9:15 pm: It is gratifying to report that the TIFF media guys have decided to upgrade my TIFF press pass to priority level…many thanks, deply appreciated. Earlier: To my slight surprise the TIFF media guys gave me a grunt-level press pass this morning. I’ve been enjoying the benefits of a priority pass (a pass with a capital P on the bottom) for many years here, and I guess I’ve gotten used to it. A TIFF priority press pass isn’t quite the same honor as having a pink-with-yellow-pastille pass at the Cannes Film Festival or an all-access, no-waiting market badge at Sundance, but a TIFF priority pass means you get to wait in shorter lines at the Scotiabank, and sometimes it can mean the difference between seeing a hot film and being shut out.

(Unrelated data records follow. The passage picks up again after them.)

use image::{ImageBuffer, Pixel};
use rayon::prelude::*;

use super::histogram::{Histogram, LookupTable};
use crate::error::{Result, ToneMapError};

/// "Simplest color balance": per-channel percentile clip and stretch.
///
/// `percent` is the share of pixels, split evenly between both tails, that
/// each channel may saturate. Channels are balanced independently and then
/// recombined. When a channel already sits hard against 0 and 255 the cuts
/// land on the extremes and the result is close to the input.
pub fn simplest_cb<P>(img: &ImageBuffer<P, Vec<u8>>, percent: f64) -> Result<ImageBuffer<P, Vec<u8>>>
where
    P: Pixel<Subpixel = u8> + Sync,
{
    if !(percent.is_finite() && (0.0..=100.0).contains(&percent)) {
        return Err(ToneMapError::invalid(format!(
            "clip percent must be within [0, 100], got {percent}"
        )));
    }

    let luts: Vec<LookupTable> = (0..P::CHANNEL_COUNT as usize)
        .into_par_iter()
        .map(|c| channel_stretch(&Histogram::of_channel(img, c), percent))
        .collect();

    let mut out = img.clone();
    for (c, lut) in luts.iter().enumerate() {
        lut.apply_to_channel(&mut out, c);
    }
    Ok(out)
}

fn channel_stretch(hist: &Histogram, percent: f64) -> LookupTable {
    let total = hist.total() as f64;
    let tail = percent / 200.0 * total;
    // nothing to clip, both ends stay pinned
    if tail <= 0.0 {
        return LookupTable::identity();
    }

    let low = hist.level_reaching(tail);
    let high = hist.level_reaching(total - tail);
    if high <= low {
        log::debug!("simplest_cb: cuts collapsed at level {low}, channel left as is");
    }
    LookupTable::stretching(low, high)
}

It’s really nice roaming around Toronto a day before everything begins. Plenty of time to pick up your press pass and study the press schedule, buy food, get a little strolling in, write, etc. Plus it’s a really warm, windless day.
The first day I enter TIFF headquarters on King Street I always spot a poster for a foreign-language poster that offends me on some primal level. This year’s winner is the poster for Ole Giaever‘s Out of Nature, a dramedy about “a put-upon Norweigan man [who] seeks spiritual renewal in the Great Outdoors.” The idea of hiking in some Norweigan forest and coming upon a jogging red-haired guy in a skull cap with his cold-shrivelled schlong…good God. All I need is a little nudge like this to be persuaded to avoid a film. Mission accomplished & thank you.

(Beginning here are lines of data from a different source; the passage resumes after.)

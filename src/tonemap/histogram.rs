use image::{ImageBuffer, Pixel};

/// 256-bin level histogram of a single 8-bit channel.
#[derive(Debug, Clone, PartialEq)]
pub struct Histogram {
    bins: [u32; 256],
}

impl Histogram {
    /// Histogram of `channel` across all pixels of an 8-bit image.
    ///
    /// `channel` must be below `P::CHANNEL_COUNT`.
    pub fn of_channel<P>(img: &ImageBuffer<P, Vec<u8>>, channel: usize) -> Self
    where
        P: Pixel<Subpixel = u8>,
    {
        debug_assert!(
            channel < P::CHANNEL_COUNT as usize,
            "channel {channel} out of range for {}-channel pixels",
            P::CHANNEL_COUNT
        );
        let mut bins = [0u32; 256];
        for pixel in img.pixels() {
            bins[pixel.channels()[channel] as usize] += 1;
        }
        Self { bins }
    }

    pub fn from_bins(bins: [u32; 256]) -> Self {
        Self { bins }
    }

    pub fn bins(&self) -> &[u32; 256] {
        &self.bins
    }

    pub fn total(&self) -> u64 {
        self.bins.iter().map(|&c| c as u64).sum()
    }

    /// Running sum of the bins. The last entry equals `total()`.
    pub fn cumulative(&self) -> [u64; 256] {
        let mut cdf = [0u64; 256];
        let mut acc = 0u64;
        for (i, &count) in self.bins.iter().enumerate() {
            acc += count as u64;
            cdf[i] = acc;
        }
        cdf
    }

    /// First level whose cumulative count reaches `target`, or 255 if none does.
    pub fn level_reaching(&self, target: f64) -> u8 {
        self.cumulative()
            .iter()
            .position(|&c| c as f64 >= target)
            .map_or(255, |i| i as u8)
    }
}

/// 256-entry 8-bit level mapping.
#[derive(Debug, Clone, Copy, PartialEq)]
pub struct LookupTable(pub [u8; 256]);

impl LookupTable {
    pub fn identity() -> Self {
        let mut table = [0u8; 256];
        for (i, v) in table.iter_mut().enumerate() {
            *v = i as u8;
        }
        LookupTable(table)
    }

    /// Equalization table: `i -> round(255 * cdf(i) / total)`.
    pub fn equalizing(hist: &Histogram) -> Self {
        let total = hist.total();
        if total == 0 {
            return Self::identity();
        }
        let cdf = hist.cumulative();
        let mut table = [0u8; 256];
        for (v, &c) in table.iter_mut().zip(cdf.iter()) {
            *v = (255.0 * c as f64 / total as f64).round().clamp(0.0, 255.0) as u8;
        }
        LookupTable(table)
    }

    /// Clip-stretch table: below `low` -> 0, above `high` -> 255, linear in between.
    pub fn stretching(low: u8, high: u8) -> Self {
        if high <= low {
            return Self::identity();
        }
        let span = (high - low) as f64;
        let mut table = [0u8; 256];
        for (i, v) in table.iter_mut().enumerate() {
            let i = i as u8;
            *v = if i < low {
                0
            } else if i > high {
                255
            } else {
                ((i - low) as f64 * 255.0 / span).round() as u8
            };
        }
        LookupTable(table)
    }

    #[inline]
    pub fn map(&self, level: u8) -> u8 {
        self.0[level as usize]
    }

    /// Remap one channel of `img` in place.
    pub fn apply_to_channel<P>(&self, img: &mut ImageBuffer<P, Vec<u8>>, channel: usize)
    where
        P: Pixel<Subpixel = u8>,
    {
        for pixel in img.pixels_mut() {
            let c = &mut pixel.channels_mut()[channel];
            *c = self.map(*c);
        }
    }
}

What does this Men, Women and Children poster indicate about the content of the film? We all understand that the marketing for a film and the film itself exist in two separate realms, but presumably the poster was approved by director Jason Reitman and colleagues. To me it’s saying the obvious, which is that no one in the film (which Paramount will open on 10.3) is paying attention to genuine human interaction except for the young couple.

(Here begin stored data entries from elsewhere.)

use image::{ImageBuffer, Luma};
use rand::rngs::StdRng;
use rand::{Rng, SeedableRng};
use rand_distr::{Distribution, Normal};

use crate::overlay::{physical_to_sample, KELVIN_OFFSET};
use crate::tonemap::SampleGrid16;

/// Parameters for a synthetic thermal frame.
#[derive(Debug, Clone)]
pub struct SceneParams {
    pub ambient_celsius: f64,
    /// Vertical ambient gradient, degrees from top to bottom row.
    pub gradient_celsius: f64,
    pub hotspot_count: usize,
    pub hotspot_peak_celsius: f64,
    /// Sensor noise, in degrees.
    pub noise_sigma: f64,
    pub seed: u64,
}

impl Default for SceneParams {
    fn default() -> Self {
        Self {
            ambient_celsius: 21.0,
            gradient_celsius: 3.0,
            hotspot_count: 4,
            hotspot_peak_celsius: 37.0,
            noise_sigma: 0.05,
            seed: 0x7e57,
        }
    }
}

struct Hotspot {
    cx: f64,
    cy: f64,
    radius: f64,
    rise: f64,
}

/// Render a centikelvin frame: ambient background with a vertical gradient,
/// Gaussian warm blobs and per-pixel sensor noise. Deterministic for a
/// given seed.
pub fn synthetic_scene(width: u32, height: u32, params: &SceneParams) -> SampleGrid16 {
    let mut rng = StdRng::seed_from_u64(params.seed);
    let min_dim = width.min(height).max(1) as f64;

    let hotspots: Vec<Hotspot> = (0..params.hotspot_count)
        .map(|_| Hotspot {
            cx: rng.random_range(0.0..width.max(1) as f64),
            cy: rng.random_range(0.0..height.max(1) as f64),
            radius: rng.random_range(0.04..0.15) * min_dim,
            rise: (params.hotspot_peak_celsius - params.ambient_celsius) * rng.random_range(0.6..1.0),
        })
        .collect();

    let noise = Normal::new(0.0, params.noise_sigma.max(0.0)).ok();
    let rows = height.saturating_sub(1).max(1) as f64;

    ImageBuffer::from_fn(width, height, |x, y| {
        let mut celsius = params.ambient_celsius + params.gradient_celsius * (y as f64 / rows);
        for spot in &hotspots {
            let dx = x as f64 - spot.cx;
            let dy = y as f64 - spot.cy;
            let d2 = (dx * dx + dy * dy) / (spot.radius * spot.radius);
            celsius += spot.rise * (-0.5 * d2).exp();
        }
        if let Some(dist) = &noise {
            celsius += dist.sample(&mut rng);
        }
        Luma([physical_to_sample(celsius.max(-KELVIN_OFFSET))])
    })
}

“Pessoa used to say that literature was the most agreeable way to ignore life. You think he would’ve felt the same way about your iPhone?” — a line spoken by Edward Norton‘s Matt Shiner character in a 2012 draft of Alejandro G. Inarritu‘s Birdman.
If you’re at all familiar with this site you know I hold HBO’s The Wire in the highest regard. I believe that anyone who has failed to see even one of the 60 episodes broadcast between ’00 and ’08 has to answer for that. I also feel that anyone who fails to express sufficient enthusiasm for the series has an enzyme deficiency of some kind. But I’m honestly confused about the remastered-aspect-ratio brouhaha that erupted a couple of days ago. An HBO marathon of all 60 Wire episodes in a remastered high-def formt begins on Thursday, September 4th, but some are alarmed about the remastering process. It is feared in some quarters that the Wire‘s original aspect ratio (i.e., the show was originally broadcast in a standard boxy 4:3) has been cleavered on the tops and bottoms to render a 16 x 9 high-def version. Others believe that the show was originally shot at 1.85 and that the sides were cleavered in order to present the show at 4:3 between ’00 and ’08. I honestly don’t know the answer.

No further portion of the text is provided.